START Supplied information

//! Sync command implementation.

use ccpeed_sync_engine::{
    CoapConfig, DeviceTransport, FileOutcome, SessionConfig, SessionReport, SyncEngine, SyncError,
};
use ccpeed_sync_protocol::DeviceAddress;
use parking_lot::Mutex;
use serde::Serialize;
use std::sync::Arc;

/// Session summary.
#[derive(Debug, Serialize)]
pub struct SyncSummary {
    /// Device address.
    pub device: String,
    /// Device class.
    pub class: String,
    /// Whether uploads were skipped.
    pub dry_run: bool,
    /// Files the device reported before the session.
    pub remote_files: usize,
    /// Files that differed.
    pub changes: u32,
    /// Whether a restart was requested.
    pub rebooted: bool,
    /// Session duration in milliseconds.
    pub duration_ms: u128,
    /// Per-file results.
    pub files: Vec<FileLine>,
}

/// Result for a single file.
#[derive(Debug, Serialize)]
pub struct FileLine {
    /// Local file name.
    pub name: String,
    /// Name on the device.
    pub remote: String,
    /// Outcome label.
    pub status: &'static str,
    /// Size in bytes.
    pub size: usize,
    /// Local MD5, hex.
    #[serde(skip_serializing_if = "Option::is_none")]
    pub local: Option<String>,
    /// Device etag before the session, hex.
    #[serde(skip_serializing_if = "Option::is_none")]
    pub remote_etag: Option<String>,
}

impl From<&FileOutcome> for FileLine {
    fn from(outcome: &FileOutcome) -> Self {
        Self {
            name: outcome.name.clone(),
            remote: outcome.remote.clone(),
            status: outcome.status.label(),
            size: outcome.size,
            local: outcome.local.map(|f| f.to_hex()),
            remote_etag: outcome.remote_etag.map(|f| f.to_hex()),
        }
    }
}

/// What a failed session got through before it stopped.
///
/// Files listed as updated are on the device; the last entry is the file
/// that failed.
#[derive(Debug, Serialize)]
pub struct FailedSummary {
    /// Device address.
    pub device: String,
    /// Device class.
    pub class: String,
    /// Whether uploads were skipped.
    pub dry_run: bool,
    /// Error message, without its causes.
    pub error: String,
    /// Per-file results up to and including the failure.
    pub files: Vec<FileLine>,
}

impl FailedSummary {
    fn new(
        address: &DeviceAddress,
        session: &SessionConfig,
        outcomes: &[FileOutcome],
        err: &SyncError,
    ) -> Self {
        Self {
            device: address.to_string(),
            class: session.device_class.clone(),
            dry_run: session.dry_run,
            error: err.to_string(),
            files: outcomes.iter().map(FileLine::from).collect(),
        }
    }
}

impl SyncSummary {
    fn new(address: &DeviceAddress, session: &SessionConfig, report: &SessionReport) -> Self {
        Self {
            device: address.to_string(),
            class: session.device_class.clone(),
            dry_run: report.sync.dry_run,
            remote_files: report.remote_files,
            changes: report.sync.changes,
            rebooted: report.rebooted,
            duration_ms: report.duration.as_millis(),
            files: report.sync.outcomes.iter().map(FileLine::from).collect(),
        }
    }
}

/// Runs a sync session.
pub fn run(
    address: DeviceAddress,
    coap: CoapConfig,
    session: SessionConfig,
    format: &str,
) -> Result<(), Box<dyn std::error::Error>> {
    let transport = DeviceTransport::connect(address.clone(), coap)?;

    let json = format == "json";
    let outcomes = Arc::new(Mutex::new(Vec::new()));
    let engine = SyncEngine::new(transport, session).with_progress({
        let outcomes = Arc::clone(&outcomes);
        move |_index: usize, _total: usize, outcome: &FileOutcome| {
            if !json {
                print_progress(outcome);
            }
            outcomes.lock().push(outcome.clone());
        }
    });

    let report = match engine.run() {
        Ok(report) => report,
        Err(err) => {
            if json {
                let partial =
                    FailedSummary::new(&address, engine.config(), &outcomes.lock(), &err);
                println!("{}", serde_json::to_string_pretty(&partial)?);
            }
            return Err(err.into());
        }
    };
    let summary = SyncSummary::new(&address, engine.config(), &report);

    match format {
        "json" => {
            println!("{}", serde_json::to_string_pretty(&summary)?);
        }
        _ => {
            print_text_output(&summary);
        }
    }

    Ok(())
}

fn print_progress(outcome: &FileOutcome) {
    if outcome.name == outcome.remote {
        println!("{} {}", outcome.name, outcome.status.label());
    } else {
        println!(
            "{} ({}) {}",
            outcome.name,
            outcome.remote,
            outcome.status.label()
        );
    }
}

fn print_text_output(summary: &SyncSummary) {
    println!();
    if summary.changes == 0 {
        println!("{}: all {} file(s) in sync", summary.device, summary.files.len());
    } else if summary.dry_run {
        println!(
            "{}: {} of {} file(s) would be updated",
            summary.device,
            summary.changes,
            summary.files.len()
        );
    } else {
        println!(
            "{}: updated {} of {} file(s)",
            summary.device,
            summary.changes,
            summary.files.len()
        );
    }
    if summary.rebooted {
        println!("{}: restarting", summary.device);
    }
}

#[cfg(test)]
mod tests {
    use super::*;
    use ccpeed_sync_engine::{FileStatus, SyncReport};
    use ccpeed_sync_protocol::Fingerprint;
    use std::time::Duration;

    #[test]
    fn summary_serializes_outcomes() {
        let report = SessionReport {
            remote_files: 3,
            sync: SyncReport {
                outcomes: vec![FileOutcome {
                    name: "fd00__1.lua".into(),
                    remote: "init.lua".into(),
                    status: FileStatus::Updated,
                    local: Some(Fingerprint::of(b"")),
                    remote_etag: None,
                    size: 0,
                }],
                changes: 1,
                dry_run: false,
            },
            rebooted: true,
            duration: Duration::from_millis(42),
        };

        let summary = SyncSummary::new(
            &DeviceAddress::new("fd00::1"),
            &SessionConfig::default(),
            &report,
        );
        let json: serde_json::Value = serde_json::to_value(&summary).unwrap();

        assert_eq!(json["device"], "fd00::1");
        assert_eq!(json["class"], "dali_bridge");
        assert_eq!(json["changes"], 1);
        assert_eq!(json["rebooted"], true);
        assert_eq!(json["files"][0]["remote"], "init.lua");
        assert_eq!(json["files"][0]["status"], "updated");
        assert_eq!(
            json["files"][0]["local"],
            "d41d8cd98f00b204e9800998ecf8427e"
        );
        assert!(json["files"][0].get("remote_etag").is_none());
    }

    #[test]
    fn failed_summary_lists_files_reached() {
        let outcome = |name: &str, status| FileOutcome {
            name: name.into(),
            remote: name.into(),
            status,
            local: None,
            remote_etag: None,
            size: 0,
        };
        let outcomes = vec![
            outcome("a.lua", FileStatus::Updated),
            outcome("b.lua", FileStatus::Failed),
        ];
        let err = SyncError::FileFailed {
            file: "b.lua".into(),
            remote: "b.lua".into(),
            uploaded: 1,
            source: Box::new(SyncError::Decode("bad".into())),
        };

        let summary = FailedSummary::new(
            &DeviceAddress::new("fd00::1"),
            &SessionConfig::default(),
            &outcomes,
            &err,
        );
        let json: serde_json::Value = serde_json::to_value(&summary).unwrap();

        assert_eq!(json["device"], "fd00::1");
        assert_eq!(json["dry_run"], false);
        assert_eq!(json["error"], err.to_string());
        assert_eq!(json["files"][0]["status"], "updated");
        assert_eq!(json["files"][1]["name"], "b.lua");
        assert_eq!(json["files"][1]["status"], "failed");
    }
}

END Supplied information

Which lines in the records above include the word "before"? Copy them out.

### Exercise answer:
    /// Files the device reported before the session.
    /// Device etag before the session, hex.
/// What a failed session got through before it stopped.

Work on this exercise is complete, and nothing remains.